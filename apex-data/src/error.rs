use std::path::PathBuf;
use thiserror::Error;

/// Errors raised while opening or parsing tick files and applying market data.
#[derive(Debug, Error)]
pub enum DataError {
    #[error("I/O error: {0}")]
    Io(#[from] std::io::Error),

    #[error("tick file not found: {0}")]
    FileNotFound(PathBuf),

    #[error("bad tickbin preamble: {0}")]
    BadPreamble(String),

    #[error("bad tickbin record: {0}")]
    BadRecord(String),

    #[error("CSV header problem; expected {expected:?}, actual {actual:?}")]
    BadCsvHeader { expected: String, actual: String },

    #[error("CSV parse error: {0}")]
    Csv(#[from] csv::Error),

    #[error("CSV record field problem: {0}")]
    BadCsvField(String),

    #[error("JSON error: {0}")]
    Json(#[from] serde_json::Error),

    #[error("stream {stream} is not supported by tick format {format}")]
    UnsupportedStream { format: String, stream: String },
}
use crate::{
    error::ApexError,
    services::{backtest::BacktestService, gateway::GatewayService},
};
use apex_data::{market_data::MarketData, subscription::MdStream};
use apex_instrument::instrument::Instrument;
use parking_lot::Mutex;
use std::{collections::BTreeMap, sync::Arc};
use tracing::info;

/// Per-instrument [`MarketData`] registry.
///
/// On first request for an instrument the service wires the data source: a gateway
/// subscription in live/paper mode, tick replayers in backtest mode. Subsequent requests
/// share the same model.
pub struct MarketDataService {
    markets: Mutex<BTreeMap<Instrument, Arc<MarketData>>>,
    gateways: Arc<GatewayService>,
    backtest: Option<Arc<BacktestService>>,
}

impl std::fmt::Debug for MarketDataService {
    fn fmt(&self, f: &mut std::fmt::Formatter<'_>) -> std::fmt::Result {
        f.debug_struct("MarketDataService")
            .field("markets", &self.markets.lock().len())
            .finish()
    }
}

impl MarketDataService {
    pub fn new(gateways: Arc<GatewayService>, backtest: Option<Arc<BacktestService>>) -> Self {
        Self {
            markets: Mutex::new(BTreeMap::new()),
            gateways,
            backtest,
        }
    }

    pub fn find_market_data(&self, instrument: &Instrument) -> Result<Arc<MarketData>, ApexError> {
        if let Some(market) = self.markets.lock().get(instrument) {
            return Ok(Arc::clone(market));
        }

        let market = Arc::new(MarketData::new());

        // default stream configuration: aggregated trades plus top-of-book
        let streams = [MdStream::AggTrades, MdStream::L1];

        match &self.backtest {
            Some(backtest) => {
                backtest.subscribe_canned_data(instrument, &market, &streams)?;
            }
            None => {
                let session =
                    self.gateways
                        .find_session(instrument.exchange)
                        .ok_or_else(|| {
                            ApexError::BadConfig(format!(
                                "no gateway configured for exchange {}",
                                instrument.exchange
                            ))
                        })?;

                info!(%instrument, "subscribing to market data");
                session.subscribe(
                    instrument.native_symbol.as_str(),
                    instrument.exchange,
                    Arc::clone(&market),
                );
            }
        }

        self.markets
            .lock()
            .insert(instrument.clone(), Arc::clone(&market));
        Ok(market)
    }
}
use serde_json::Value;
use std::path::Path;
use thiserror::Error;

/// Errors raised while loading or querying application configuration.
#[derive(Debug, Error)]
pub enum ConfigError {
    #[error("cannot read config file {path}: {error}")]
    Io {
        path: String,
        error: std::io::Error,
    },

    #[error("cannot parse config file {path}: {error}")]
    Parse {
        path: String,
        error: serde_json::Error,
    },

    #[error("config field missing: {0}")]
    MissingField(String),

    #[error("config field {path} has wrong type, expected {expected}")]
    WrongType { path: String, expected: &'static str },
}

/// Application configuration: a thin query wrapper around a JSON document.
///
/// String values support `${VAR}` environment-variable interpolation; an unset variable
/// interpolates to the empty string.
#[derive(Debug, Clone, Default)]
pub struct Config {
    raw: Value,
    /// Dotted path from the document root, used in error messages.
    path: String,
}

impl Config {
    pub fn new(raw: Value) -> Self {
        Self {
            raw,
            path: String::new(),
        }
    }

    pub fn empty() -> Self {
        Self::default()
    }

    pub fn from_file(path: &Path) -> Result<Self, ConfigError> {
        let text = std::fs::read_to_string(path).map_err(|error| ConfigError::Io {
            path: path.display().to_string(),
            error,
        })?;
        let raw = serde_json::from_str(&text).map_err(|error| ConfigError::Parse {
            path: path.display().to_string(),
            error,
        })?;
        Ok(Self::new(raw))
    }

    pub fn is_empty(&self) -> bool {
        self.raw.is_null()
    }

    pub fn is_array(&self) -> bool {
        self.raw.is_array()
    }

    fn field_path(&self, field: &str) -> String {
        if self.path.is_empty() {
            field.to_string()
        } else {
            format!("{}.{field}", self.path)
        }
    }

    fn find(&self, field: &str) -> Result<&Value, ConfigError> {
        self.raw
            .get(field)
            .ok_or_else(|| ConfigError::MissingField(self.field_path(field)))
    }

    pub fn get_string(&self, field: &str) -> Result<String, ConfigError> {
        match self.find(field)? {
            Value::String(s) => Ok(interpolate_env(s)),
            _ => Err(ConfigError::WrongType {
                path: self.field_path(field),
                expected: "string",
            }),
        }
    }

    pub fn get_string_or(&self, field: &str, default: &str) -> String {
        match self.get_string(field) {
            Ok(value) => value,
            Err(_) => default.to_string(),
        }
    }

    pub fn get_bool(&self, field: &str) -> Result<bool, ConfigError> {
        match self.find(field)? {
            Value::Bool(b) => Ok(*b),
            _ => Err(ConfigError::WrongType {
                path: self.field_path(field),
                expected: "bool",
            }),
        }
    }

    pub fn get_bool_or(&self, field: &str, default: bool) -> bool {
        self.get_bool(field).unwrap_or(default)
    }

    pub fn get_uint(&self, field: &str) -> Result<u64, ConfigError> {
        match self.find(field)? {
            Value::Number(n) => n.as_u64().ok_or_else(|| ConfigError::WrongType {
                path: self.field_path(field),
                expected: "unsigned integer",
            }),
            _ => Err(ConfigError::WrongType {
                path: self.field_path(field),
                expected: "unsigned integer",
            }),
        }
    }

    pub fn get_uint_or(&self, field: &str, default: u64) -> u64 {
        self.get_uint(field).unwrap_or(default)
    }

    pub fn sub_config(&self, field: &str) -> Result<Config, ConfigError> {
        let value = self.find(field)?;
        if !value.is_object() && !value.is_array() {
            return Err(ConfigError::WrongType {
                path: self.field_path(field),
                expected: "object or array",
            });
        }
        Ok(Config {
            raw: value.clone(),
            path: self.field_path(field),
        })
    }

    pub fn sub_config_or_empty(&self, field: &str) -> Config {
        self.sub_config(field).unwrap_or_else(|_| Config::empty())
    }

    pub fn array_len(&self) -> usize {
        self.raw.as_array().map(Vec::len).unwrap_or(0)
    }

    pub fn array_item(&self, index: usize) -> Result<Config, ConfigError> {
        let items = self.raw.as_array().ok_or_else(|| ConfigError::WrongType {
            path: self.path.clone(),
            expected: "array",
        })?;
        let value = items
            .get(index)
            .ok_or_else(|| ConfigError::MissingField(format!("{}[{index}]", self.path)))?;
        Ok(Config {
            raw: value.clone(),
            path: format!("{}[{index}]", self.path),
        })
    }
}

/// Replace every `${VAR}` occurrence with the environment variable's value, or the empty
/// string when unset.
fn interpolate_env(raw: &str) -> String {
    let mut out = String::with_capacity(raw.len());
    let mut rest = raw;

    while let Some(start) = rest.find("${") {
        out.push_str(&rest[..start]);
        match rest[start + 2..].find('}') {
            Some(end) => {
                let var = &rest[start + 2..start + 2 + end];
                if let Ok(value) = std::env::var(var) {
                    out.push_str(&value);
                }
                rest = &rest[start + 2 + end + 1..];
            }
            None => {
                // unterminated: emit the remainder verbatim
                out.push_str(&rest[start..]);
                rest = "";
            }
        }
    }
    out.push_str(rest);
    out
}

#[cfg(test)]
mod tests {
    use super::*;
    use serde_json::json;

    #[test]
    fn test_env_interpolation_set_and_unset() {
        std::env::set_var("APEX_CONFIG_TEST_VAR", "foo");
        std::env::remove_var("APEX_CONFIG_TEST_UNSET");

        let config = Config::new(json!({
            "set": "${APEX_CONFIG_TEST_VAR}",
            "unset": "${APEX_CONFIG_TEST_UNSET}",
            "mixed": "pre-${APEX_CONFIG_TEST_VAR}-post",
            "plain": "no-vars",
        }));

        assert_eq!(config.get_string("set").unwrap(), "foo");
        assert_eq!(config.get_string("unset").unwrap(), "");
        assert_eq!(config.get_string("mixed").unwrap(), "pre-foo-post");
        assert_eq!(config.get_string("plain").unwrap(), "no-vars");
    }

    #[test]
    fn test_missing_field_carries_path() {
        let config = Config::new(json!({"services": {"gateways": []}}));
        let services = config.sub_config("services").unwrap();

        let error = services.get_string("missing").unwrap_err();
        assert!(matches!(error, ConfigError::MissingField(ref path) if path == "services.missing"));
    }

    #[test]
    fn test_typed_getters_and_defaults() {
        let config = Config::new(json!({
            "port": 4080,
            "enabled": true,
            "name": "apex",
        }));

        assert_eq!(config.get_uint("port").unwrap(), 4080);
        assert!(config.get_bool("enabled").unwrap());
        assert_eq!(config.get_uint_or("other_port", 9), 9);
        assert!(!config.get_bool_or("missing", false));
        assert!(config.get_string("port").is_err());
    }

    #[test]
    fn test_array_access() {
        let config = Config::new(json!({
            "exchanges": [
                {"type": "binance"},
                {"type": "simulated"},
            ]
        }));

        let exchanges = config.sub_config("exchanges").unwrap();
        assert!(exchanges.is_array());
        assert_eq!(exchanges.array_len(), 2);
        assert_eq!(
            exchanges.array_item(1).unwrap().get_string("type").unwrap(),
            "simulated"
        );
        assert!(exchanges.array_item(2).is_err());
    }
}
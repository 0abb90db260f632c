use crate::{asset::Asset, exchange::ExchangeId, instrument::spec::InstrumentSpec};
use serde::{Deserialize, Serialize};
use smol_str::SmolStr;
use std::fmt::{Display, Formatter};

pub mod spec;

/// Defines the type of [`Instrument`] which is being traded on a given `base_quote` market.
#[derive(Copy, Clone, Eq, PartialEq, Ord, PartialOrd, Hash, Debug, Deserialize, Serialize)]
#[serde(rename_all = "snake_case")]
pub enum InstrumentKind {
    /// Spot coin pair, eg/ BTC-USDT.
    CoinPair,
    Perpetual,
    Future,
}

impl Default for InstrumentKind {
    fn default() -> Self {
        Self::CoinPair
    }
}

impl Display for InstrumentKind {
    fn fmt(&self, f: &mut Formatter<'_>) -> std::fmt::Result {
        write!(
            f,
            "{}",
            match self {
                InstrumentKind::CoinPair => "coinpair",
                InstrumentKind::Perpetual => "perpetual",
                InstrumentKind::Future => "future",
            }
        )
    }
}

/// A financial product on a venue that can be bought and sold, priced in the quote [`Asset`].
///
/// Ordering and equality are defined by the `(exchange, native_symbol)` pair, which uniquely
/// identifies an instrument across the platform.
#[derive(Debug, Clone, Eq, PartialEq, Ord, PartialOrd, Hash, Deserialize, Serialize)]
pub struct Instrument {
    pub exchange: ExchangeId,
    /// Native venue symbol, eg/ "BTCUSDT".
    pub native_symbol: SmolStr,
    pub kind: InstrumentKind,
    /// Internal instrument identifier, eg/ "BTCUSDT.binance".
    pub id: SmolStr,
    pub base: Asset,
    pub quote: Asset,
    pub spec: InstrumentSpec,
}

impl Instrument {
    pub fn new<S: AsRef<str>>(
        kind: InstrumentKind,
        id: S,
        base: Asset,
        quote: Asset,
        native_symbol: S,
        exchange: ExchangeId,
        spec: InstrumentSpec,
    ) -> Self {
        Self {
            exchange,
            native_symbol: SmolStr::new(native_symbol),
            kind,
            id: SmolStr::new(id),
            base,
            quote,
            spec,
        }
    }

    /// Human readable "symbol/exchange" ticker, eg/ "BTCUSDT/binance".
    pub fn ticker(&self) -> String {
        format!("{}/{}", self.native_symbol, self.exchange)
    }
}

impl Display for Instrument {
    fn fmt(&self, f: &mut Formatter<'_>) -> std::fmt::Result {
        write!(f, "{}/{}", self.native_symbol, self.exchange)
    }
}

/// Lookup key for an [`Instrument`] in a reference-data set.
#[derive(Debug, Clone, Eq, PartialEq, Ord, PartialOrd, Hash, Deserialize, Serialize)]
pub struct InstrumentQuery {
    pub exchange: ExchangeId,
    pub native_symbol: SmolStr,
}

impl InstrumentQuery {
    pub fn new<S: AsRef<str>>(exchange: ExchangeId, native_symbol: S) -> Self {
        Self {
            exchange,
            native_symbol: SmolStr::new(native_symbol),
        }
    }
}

» PROMPT:
Would you set down, word for word, the lines from the opening of the entries above through the line with "String, actual: String", both included, and no others?

» ANSWER BOX:
filename apex-data/src/error.rs
use std::path::PathBuf;
use thiserror::Error;

/// Errors raised while opening or parsing tick files and applying market data.
#[derive(Debug, Error)]
pub enum DataError {
    #[error("I/O error: {0}")]
    Io(#[from] std::io::Error),

    #[error("tick file not found: {0}")]
    FileNotFound(PathBuf),

    #[error("bad tickbin preamble: {0}")]
    BadPreamble(String),

    #[error("bad tickbin record: {0}")]
    BadRecord(String),

    #[error("CSV header problem; expected {expected:?}, actual {actual:?}")]
    BadCsvHeader { expected: String, actual: String },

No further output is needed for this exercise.